* Collected data
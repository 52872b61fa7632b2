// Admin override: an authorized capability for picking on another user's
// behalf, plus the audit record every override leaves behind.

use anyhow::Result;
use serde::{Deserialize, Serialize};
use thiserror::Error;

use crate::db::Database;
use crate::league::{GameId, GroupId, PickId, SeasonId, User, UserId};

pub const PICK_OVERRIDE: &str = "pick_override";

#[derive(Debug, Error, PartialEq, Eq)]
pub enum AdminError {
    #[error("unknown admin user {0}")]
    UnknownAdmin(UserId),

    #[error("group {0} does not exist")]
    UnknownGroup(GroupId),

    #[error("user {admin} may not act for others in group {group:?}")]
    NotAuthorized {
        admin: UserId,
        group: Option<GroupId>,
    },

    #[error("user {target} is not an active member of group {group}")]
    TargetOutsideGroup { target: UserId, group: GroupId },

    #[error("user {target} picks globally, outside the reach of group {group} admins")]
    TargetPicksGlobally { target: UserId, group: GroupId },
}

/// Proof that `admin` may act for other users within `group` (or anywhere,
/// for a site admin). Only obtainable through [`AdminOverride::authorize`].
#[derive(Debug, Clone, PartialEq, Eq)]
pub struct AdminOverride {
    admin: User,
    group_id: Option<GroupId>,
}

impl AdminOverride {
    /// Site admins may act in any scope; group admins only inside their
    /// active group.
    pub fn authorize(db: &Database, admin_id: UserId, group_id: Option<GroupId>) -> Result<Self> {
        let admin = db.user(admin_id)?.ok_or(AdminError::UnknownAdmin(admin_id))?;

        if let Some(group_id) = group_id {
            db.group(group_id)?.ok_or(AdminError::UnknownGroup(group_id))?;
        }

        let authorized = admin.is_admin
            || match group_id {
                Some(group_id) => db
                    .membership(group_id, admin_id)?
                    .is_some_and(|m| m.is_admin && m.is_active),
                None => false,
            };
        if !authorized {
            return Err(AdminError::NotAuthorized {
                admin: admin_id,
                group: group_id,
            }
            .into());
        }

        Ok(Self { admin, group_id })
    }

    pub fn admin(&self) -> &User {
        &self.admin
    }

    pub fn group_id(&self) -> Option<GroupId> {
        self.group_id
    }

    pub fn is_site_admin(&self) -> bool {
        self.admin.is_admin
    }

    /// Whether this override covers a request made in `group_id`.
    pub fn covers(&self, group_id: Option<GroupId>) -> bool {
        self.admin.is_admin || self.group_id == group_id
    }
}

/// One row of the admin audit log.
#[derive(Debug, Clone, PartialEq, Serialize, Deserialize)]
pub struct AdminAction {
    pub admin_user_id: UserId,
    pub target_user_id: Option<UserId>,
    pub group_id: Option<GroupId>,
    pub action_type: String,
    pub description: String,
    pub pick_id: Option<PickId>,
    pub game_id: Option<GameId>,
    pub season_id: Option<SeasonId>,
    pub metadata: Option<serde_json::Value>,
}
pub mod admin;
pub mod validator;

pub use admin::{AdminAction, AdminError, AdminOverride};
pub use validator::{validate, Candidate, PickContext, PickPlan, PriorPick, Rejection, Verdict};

* * *

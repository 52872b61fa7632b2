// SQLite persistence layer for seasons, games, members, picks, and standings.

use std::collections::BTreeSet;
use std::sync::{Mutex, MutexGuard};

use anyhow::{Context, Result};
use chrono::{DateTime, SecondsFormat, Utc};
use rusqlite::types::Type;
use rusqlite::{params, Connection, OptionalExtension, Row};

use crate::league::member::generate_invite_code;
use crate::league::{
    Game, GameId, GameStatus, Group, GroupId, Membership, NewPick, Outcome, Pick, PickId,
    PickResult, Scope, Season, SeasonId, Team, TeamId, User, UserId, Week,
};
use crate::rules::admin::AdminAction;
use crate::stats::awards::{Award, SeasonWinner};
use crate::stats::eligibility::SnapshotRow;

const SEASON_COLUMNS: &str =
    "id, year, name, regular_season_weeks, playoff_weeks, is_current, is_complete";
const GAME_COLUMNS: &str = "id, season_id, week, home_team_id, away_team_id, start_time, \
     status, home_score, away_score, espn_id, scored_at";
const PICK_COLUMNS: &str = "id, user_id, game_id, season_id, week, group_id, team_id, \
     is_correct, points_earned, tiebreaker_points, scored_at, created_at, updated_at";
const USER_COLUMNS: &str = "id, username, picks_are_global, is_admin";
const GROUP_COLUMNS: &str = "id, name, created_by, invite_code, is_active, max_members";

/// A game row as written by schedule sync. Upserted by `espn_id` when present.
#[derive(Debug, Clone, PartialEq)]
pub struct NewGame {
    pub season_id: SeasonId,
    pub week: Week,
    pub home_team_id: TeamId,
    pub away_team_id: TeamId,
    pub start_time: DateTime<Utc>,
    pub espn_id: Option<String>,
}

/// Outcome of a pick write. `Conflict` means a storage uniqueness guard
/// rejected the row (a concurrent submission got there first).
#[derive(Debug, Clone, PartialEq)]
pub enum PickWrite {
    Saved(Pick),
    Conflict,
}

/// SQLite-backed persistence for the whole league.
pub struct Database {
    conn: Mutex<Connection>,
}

* Directions
Taking the lines above, repeat exactly those from the line that contains "UserId, group_id: Option<GroupId>)" through the line that contains "if let Some(group_id)", and both of those lines as well. Include nothing else.

* Output
    pub fn authorize(db: &Database, admin_id: UserId, group_id: Option<GroupId>) -> Result<Self> {
        let admin = db.user(admin_id)?.ok_or(AdminError::UnknownAdmin(admin_id))?;

        if let Some(group_id) = group_id {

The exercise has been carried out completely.